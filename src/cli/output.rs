//! Output format types and renderers for CLI commands.

use clap::ValueEnum;
use serde::Serialize;
use std::io::{self, Write};

use crate::domain::Note;
use crate::index::IndexStats;

/// Output format for command results.
#[derive(Debug, Clone, Copy, Default, ValueEnum)]
pub enum OutputFormat {
    /// Human-readable output (default)
    #[default]
    Human,
    /// JSON output for programmatic consumption
    Json,
    /// Plain file paths, one per line
    Paths,
}

/// Wrapper for serializable command output.
#[derive(Debug, Serialize)]
pub struct Output<T: Serialize> {
    pub data: T,
}

impl<T: Serialize> Output<T> {
    pub fn new(data: T) -> Self {
        Self { data }
    }
}

/// A single note in listing output.
#[derive(Debug, Serialize)]
pub struct NoteListing {
    pub name: String,
    pub path: String,
    pub modified: String,
    pub tags: Vec<String>,
    pub preview: String,
}

impl From<&Note> for NoteListing {
    fn from(note: &Note) -> Self {
        Self {
            name: note.name().to_string(),
            path: note.path().to_string_lossy().to_string(),
            modified: note.modified().to_rfc3339(),
            tags: note.tags().to_vec(),
            preview: note.preview(),
        }
    }
}

/// A tag with optional count.
#[derive(Debug, Serialize)]
pub struct TagListing {
    pub name: String,
    #[serde(skip_serializing_if = "Option::is_none")]
    pub count: Option<usize>,
}

/// Truncates a string to a maximum display width, adding ellipsis if needed.
pub(crate) fn truncate_str(s: &str, max_width: usize) -> String {
    if s.chars().count() <= max_width {
        s.to_string()
    } else {
        let truncated: String = s.chars().take(max_width.saturating_sub(1)).collect();
        format!("{}…", truncated)
    }
}

/// Writes a list of notes in the requested format.
pub(crate) fn write_notes<W: Write>(
    out: &mut W,
    notes: &[&Note],
    format: OutputFormat,
) -> io::Result<()> {
    match format {
        OutputFormat::Human => write_note_table(out, notes),
        OutputFormat::Json => {
            let listings: Vec<NoteListing> = notes.iter().map(|n| NoteListing::from(*n)).collect();
            write_json(out, &Output::new(listings))
        }
        OutputFormat::Paths => {
            for note in notes {
                writeln!(out, "{}", note.path().display())?;
            }
            Ok(())
        }
    }
}

fn write_note_table<W: Write>(out: &mut W, notes: &[&Note]) -> io::Result<()> {
    if notes.is_empty() {
        return writeln!(out, "No notes found.");
    }

    writeln!(out, "{:<30}  {:<30}  {:>16}", "Name", "Tags", "Modified")?;
    writeln!(
        out,
        "{:<30}  {:<30}  {:>16}",
        "-".repeat(30),
        "-".repeat(30),
        "-".repeat(16)
    )?;
    for note in notes {
        writeln!(
            out,
            "{:<30}  {:<30}  {:>16}",
            truncate_str(note.name(), 30),
            truncate_str(&note.tags().join(", "), 30),
            note.modified().format("%Y-%m-%d %H:%M")
        )?;
    }
    writeln!(out)?;
    writeln!(out, "{} note(s)", notes.len())
}

/// Writes each note as a detail block, the layout the shell uses.
pub(crate) fn write_note_details<W: Write>(out: &mut W, notes: &[&Note]) -> io::Result<()> {
    if notes.is_empty() {
        return writeln!(out, "No notes found.");
    }

    writeln!(out, "Found {} note(s):\n", notes.len())?;
    for note in notes {
        writeln!(out, "Name: {}", note.name())?;
        writeln!(out, "Path: {}", note.path().display())?;
        writeln!(out, "Modified: {}", note.modified().format("%Y-%m-%d %H:%M:%S"))?;
        if !note.tags().is_empty() {
            writeln!(out, "Tags: {}", note.tags().join(", "))?;
        }
        let preview = note.preview();
        if !preview.is_empty() {
            writeln!(out, "Preview: {preview}")?;
        }
        writeln!(out, "---")?;
    }
    Ok(())
}

/// Writes tags in the requested format. `counts` pairs each tag with a
/// note count when present.
pub(crate) fn write_tags<W: Write>(
    out: &mut W,
    tags: &[(String, Option<usize>)],
    format: OutputFormat,
) -> io::Result<()> {
    match format {
        OutputFormat::Human => {
            if tags.is_empty() {
                return writeln!(out, "No tags found.");
            }
            for (tag, count) in tags {
                match count {
                    Some(count) => writeln!(out, "{tag} ({count})")?,
                    None => writeln!(out, "{tag}")?,
                }
            }
            Ok(())
        }
        OutputFormat::Json => {
            let listings: Vec<TagListing> = tags
                .iter()
                .map(|(name, count)| TagListing {
                    name: name.clone(),
                    count: *count,
                })
                .collect();
            write_json(out, &Output::new(listings))
        }
        OutputFormat::Paths => {
            for (tag, _) in tags {
                writeln!(out, "{tag}")?;
            }
            Ok(())
        }
    }
}

/// Writes the index statistics block.
pub(crate) fn write_stats<W: Write>(out: &mut W, stats: IndexStats) -> io::Result<()> {
    writeln!(out, "Index Statistics:")?;
    writeln!(out, "  Total notes: {}", stats.notes)?;
    writeln!(out, "  Unique tags: {}", stats.tags)
}

fn write_json<W: Write, T: Serialize>(out: &mut W, value: &T) -> io::Result<()> {
    let json = serde_json::to_string_pretty(value).map_err(io::Error::other)?;
    writeln!(out, "{json}")
}

#[cfg(test)]
mod tests {
    use super::*;
    use pretty_assertions::assert_eq;

    fn render<F>(f: F) -> String
    where
        F: FnOnce(&mut Vec<u8>) -> io::Result<()>,
    {
        let mut buf = Vec::new();
        f(&mut buf).unwrap();
        String::from_utf8(buf).unwrap()
    }

    fn sample() -> Note {
        Note::new("/notes/shopping.note")
            .with_content("milk\neggs")
            .with_tags(["errands", "home"])
    }

    // ===========================================
    // truncate_str
    // ===========================================

    #[test]
    fn truncate_str_leaves_short_strings() {
        assert_eq!(truncate_str("short", 10), "short");
    }

    #[test]
    fn truncate_str_adds_ellipsis() {
        assert_eq!(truncate_str("a long name", 6), "a lon…");
    }

    #[test]
    fn truncate_str_counts_chars_not_bytes() {
        assert_eq!(truncate_str("héllo", 5), "héllo");
    }

    // ===========================================
    // Note rendering
    // ===========================================

    #[test]
    fn human_table_lists_notes_and_count() {
        let note = sample();
        let text = render(|out| write_notes(out, &[&note], OutputFormat::Human));

        assert!(text.starts_with("Name"));
        assert!(text.contains("shopping"));
        assert!(text.contains("errands, home"));
        assert!(text.ends_with("1 note(s)\n"));
    }

    #[test]
    fn human_table_empty_says_so() {
        let text = render(|out| write_notes(out, &[], OutputFormat::Human));
        assert_eq!(text, "No notes found.\n");
    }

    #[test]
    fn json_wraps_listings_in_data() {
        let note = sample();
        let text = render(|out| write_notes(out, &[&note], OutputFormat::Json));
        let value: serde_json::Value = serde_json::from_str(&text).unwrap();

        assert_eq!(value["data"][0]["name"], "shopping");
        assert_eq!(value["data"][0]["tags"][1], "home");
        assert_eq!(value["data"][0]["preview"], "milk eggs");
    }

    #[test]
    fn paths_prints_one_per_line() {
        let a = Note::new("/n/a.note");
        let b = Note::new("/n/b.note");
        let text = render(|out| write_notes(out, &[&a, &b], OutputFormat::Paths));
        assert_eq!(text, "/n/a.note\n/n/b.note\n");
    }

    #[test]
    fn details_show_tags_preview_and_separator() {
        let note = sample();
        let text = render(|out| write_note_details(out, &[&note]));

        assert!(text.starts_with("Found 1 note(s):\n\nName: shopping\n"));
        assert!(text.contains("Path: /notes/shopping.note\n"));
        assert!(text.contains("Tags: errands, home\n"));
        assert!(text.contains("Preview: milk eggs\n"));
        assert!(text.ends_with("---\n"));
    }

    #[test]
    fn details_omit_empty_tags() {
        let note = Note::new("/notes/bare.note");
        let text = render(|out| write_note_details(out, &[&note]));
        assert!(!text.contains("Tags:"));
        assert!(!text.contains("Preview:"));
    }

    // ===========================================
    // Tags / stats
    // ===========================================

    #[test]
    fn tags_human_with_counts() {
        let tags = vec![("home".to_string(), Some(2)), ("work".to_string(), Some(1))];
        let text = render(|out| write_tags(out, &tags, OutputFormat::Human));
        assert_eq!(text, "home (2)\nwork (1)\n");
    }

    #[test]
    fn tags_json_skips_missing_counts() {
        let tags = vec![("home".to_string(), None)];
        let text = render(|out| write_tags(out, &tags, OutputFormat::Json));
        assert!(!text.contains("count"));
        assert!(text.contains("\"name\": \"home\""));
    }

    #[test]
    fn stats_block() {
        let text = render(|out| write_stats(out, IndexStats { notes: 3, tags: 2 }));
        assert_eq!(
            text,
            "Index Statistics:\n  Total notes: 3\n  Unique tags: 2\n"
        );
    }
}
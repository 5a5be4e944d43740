//! Create, show, delete, and edit command handlers.

use anyhow::{Context, Result, bail};
use std::io::{BufRead, Write};
use std::path::Path;
use std::process::Command;

use super::read_piped_stdin;
use crate::app::NotesApp;
use crate::cli::config::Config;
use crate::cli::{CreateArgs, DeleteArgs, EditArgs, ShowArgs};

pub fn handle_create<W: Write>(args: &CreateArgs, app: &mut NotesApp, out: &mut W) -> Result<()> {
    let content = match &args.content {
        Some(content) => content.clone(),
        None => read_piped_stdin()?.unwrap_or_default(),
    };

    let path = app
        .create_note(&args.name, &content)
        .with_context(|| format!("failed to create note '{}'", args.name))?;

    writeln!(out, "Created: {}", path.display())?;
    Ok(())
}

pub fn handle_show<W: Write>(args: &ShowArgs, app: &NotesApp, out: &mut W) -> Result<()> {
    let note = app
        .get_note(&args.note)
        .with_context(|| format!("failed to read note '{}'", args.note))?;

    writeln!(out, "# {}", note.name())?;
    writeln!(out)?;
    writeln!(
        out,
        "Path: {}  Modified: {}",
        note.path().display(),
        note.modified().format("%Y-%m-%d %H:%M")
    )?;
    if !note.tags().is_empty() {
        writeln!(out, "Tags: {}", note.tags().join(", "))?;
    }
    writeln!(out)?;

    if !note.content().is_empty() {
        writeln!(out, "{}", note.content())?;
    }
    Ok(())
}

/// Deletes a note, asking for confirmation on `input` unless `--yes` is set.
pub fn handle_delete<R: BufRead, W: Write>(
    args: &DeleteArgs,
    app: &mut NotesApp,
    input: &mut R,
    out: &mut W,
) -> Result<()> {
    // Resolve first so a typo fails before the prompt.
    let note = app
        .get_note(&args.note)
        .with_context(|| format!("failed to delete note '{}'", args.note))?;

    if !args.yes {
        write!(out, "Delete '{}'? (y/N) ", note.name())?;
        out.flush()?;
        let mut answer = String::new();
        input.read_line(&mut answer)?;
        if !is_yes(&answer) {
            writeln!(out, "Cancelled.")?;
            return Ok(());
        }
    }

    app.delete_note(note.path())
        .with_context(|| format!("failed to delete note '{}'", args.note))?;
    writeln!(out, "Deleted: {}", note.name())?;
    Ok(())
}

/// Accepts `y` or `yes` in any case.
pub(crate) fn is_yes(answer: &str) -> bool {
    matches!(answer.trim().to_lowercase().as_str(), "y" | "yes")
}

/// Launches an editor on a file (mocked in tests).
pub trait EditorLauncher {
    fn open(&self, path: &Path) -> Result<()>;
}

/// Editor from the config, `$EDITOR`, or `$VISUAL`.
struct ConfiguredEditor<'a>(&'a Config);

impl EditorLauncher for ConfiguredEditor<'_> {
    fn open(&self, path: &Path) -> Result<()> {
        let editor = self.0.editor();

        // Parse editor command (may include args like "code --wait")
        let mut parts = editor.split_whitespace();
        let Some(cmd) = parts.next() else {
            bail!("editor command is empty");
        };

        let status = Command::new(cmd)
            .args(parts)
            .arg(path)
            .status()
            .with_context(|| format!("failed to launch editor '{}'", editor))?;

        if !status.success() {
            bail!("editor '{}' exited with non-zero status", editor);
        }
        Ok(())
    }
}

pub fn handle_edit<W: Write>(
    args: &EditArgs,
    app: &mut NotesApp,
    config: &Config,
    out: &mut W,
) -> Result<()> {
    let content = match &args.content {
        Some(content) => Some(content.clone()),
        None => read_piped_stdin()?,
    };
    edit_note(&args.note, content, app, &ConfiguredEditor(config), out)
}

/// Replaces a note's content with `content`, or opens it in `editor` when
/// there is none and re-indexes afterwards.
pub(crate) fn edit_note<E: EditorLauncher, W: Write>(
    name: &str,
    content: Option<String>,
    app: &mut NotesApp,
    editor: &E,
    out: &mut W,
) -> Result<()> {
    let note = app
        .get_note(name)
        .with_context(|| format!("failed to edit note '{}'", name))?;

    match content {
        Some(content) => {
            app.update_note_content(note.path(), &content)
                .with_context(|| format!("failed to edit note '{}'", name))?;
        }
        None => {
            editor.open(note.path())?;
            app.refresh_index()
                .with_context(|| "failed to refresh index after editing")?;
        }
    }

    writeln!(out, "Edited: {}", note.name())?;
    Ok(())
}
//! Application facade keeping the note store and the index consistent.


use crate::domain::{Note, merge_tags, remove_tags};
use crate::index::{IndexStats, NoteIndex};
use crate::infra::{FileStore, FsError, Logger, SkippedNote};
use std::convert::Infallible;
use std::fmt;
use std::path::{Path, PathBuf};
use std::str::FromStr;
use std::sync::Arc;

/// Which index query a search runs.
#[derive(Debug, Clone, Copy, Default, PartialEq, Eq)]
pub enum SearchKind {
    /// Case-insensitive substring match on content and name.
    #[default]
    Content,
    /// Case-insensitive exact tag match.
    Tag,
}

impl From<&str> for SearchKind {
    /// `"tag"` selects tag search; every other string selects content search.
    fn from(kind: &str) -> Self {
        match kind {
            "tag" => SearchKind::Tag,
            _ => SearchKind::Content,
        }
    }
}

impl FromStr for SearchKind {
    type Err = Infallible;

    fn from_str(s: &str) -> Result<Self, Self::Err> {
        Ok(Self::from(s))
    }
}

impl fmt::Display for SearchKind {
    fn fmt(&self, f: &mut fmt::Formatter<'_>) -> fmt::Result {
        match self {
            SearchKind::Content => write!(f, "content"),
            SearchKind::Tag => write!(f, "tag"),
        }
    }
}

/// Outcome of a full index refresh.
#[derive(Debug, Default)]
pub struct RefreshReport {
    /// Notes now in the index.
    pub indexed: usize,
    /// Notes left out because they failed to load.
    pub skipped: Vec<SkippedNote>,
}

/// Note operations for front ends.
///
/// Owns the store and the index. Every method that changes a note on disk
/// finishes by re-reading the whole store and rebuilding the index, so reads
/// always reflect the directory as it is after the last mutation.
///
/// Notes returned by reads borrow from the index. A mutation needs
/// `&mut self`, which ends those borrows; re-read after mutating.
pub struct NotesApp {
    store: FileStore,
    index: NoteIndex,
    logger: Arc<dyn Logger>,
}

impl NotesApp {
    /// Creates the application for `root` without touching the disk.
    pub fn new(root: impl Into<PathBuf>, logger: Arc<dyn Logger>) -> Self {
        Self {
            store: FileStore::new(root, Arc::clone(&logger)),
            index: NoteIndex::new(),
            logger,
        }
    }

    /// Creates the application, ensures the root exists, and builds the
    /// index.
    pub fn open(root: impl Into<PathBuf>, logger: Arc<dyn Logger>) -> Result<Self, FsError> {
        let mut app = Self::new(root, logger);
        app.initialize()?;
        Ok(app)
    }

    /// Ensures the root directory exists and builds the index.
    pub fn initialize(&mut self) -> Result<RefreshReport, FsError> {
        self.store.initialize()?;
        self.refresh_index()
    }

    /// Returns the notes directory.
    pub fn root(&self) -> &Path {
        self.store.root()
    }

    /// Re-reads every note from disk and rebuilds the index.
    pub fn refresh_index(&mut self) -> Result<RefreshReport, FsError> {
        let scan = self.store.all_notes()?;
        let indexed = scan.notes.len();
        self.index.rebuild(scan.notes);
        self.logger.debug(&format!(
            "index rebuilt: {indexed} notes, {} skipped",
            scan.skipped.len()
        ));
        Ok(RefreshReport {
            indexed,
            skipped: scan.skipped,
        })
    }

    /// Creates a note with the given content and no tags.
    ///
    /// Returns the path the note was written to.
    ///
    /// # Errors
    ///
    /// Returns `FsError::AlreadyExists` if a note with that name exists.
    pub fn create_note(&mut self, name: &str, content: &str) -> Result<PathBuf, FsError> {
        let note = self.store.create(name, content)?;
        self.refresh_index()?;
        Ok(note.path().to_path_buf())
    }

    /// Loads a note straight from disk.
    pub fn get_note(&self, path: impl AsRef<Path>) -> Result<Note, FsError> {
        self.store.get(path)
    }

    /// Returns every indexed note.
    pub fn list_notes(&self) -> &[Note] {
        self.index.all_notes()
    }

    /// Runs a tag or content search against the index.
    pub fn search(&self, query: &str, kind: SearchKind) -> Vec<&Note> {
        match kind {
            SearchKind::Tag => self.index.search_by_tag(query),
            SearchKind::Content => self.index.search_by_content(query),
        }
    }

    /// Returns the distinct lowercased tags, sorted.
    pub fn all_tags(&self) -> Vec<&str> {
        let mut tags = self.index.all_tags();
        tags.sort_unstable();
        tags
    }

    /// Returns the stored tags of one note.
    pub fn note_tags(&self, path: impl AsRef<Path>) -> Result<Vec<String>, FsError> {
        Ok(self.store.get(path)?.tags().to_vec())
    }

    /// Returns index totals.
    pub fn stats(&self) -> IndexStats {
        self.index.stats()
    }

    /// Replaces a note's tags with `tags`, verbatim.
    ///
    /// No trimming or deduplication happens here.
    pub fn update_note_tags(
        &mut self,
        path: impl AsRef<Path>,
        tags: Vec<String>,
    ) -> Result<(), FsError> {
        let mut note = self.store.get(path)?;
        note.set_tags(tags);
        note.save()?;
        self.refresh_index()?;
        Ok(())
    }

    /// Adds tags to a note.
    ///
    /// New tags are trimmed and blanks dropped. Comparison is
    /// case-sensitive, so `Work` and `work` are both kept.
    pub fn add_tags_to_note<S: AsRef<str>>(
        &mut self,
        path: impl AsRef<Path>,
        tags: &[S],
    ) -> Result<(), FsError> {
        let mut note = self.store.get(path)?;
        let merged = merge_tags(note.tags(), tags);
        note.set_tags(merged);
        note.save()?;
        self.refresh_index()?;
        Ok(())
    }

    /// Removes tags that exactly match the trimmed entries of `tags`.
    ///
    /// Tags not on the note are ignored.
    pub fn remove_tags_from_note<S: AsRef<str>>(
        &mut self,
        path: impl AsRef<Path>,
        tags: &[S],
    ) -> Result<(), FsError> {
        let mut note = self.store.get(path)?;
        let remaining = remove_tags(note.tags(), tags);
        note.set_tags(remaining);
        note.save()?;
        self.refresh_index()?;
        Ok(())
    }

    /// Deletes a note and its metadata.
    ///
    /// # Errors
    ///
    /// Returns `FsError::NotFound` if the note does not exist.
    pub fn delete_note(&mut self, path: impl AsRef<Path>) -> Result<(), FsError> {
        let note = self.store.get(path)?;
        note.delete()?;
        self.refresh_index()?;
        Ok(())
    }

    /// Replaces a note's content. Tags are left alone.
    pub fn update_note_content(
        &mut self,
        path: impl AsRef<Path>,
        content: &str,
    ) -> Result<(), FsError> {
        let mut note = self.store.get(path)?;
        note.set_content(content);
        note.save()?;
        self.refresh_index()?;
        Ok(())
    }
}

=-=-=-=-=

REQUIRED ACTION —
Take from the material above every line that includes the word "Unique".

EXERCISE SOLUTION —
    writeln!(out, "  Unique tags: {}", stats.tags)
            "Index Statistics:\n  Total notes: 3\n  Unique tags: 2\n"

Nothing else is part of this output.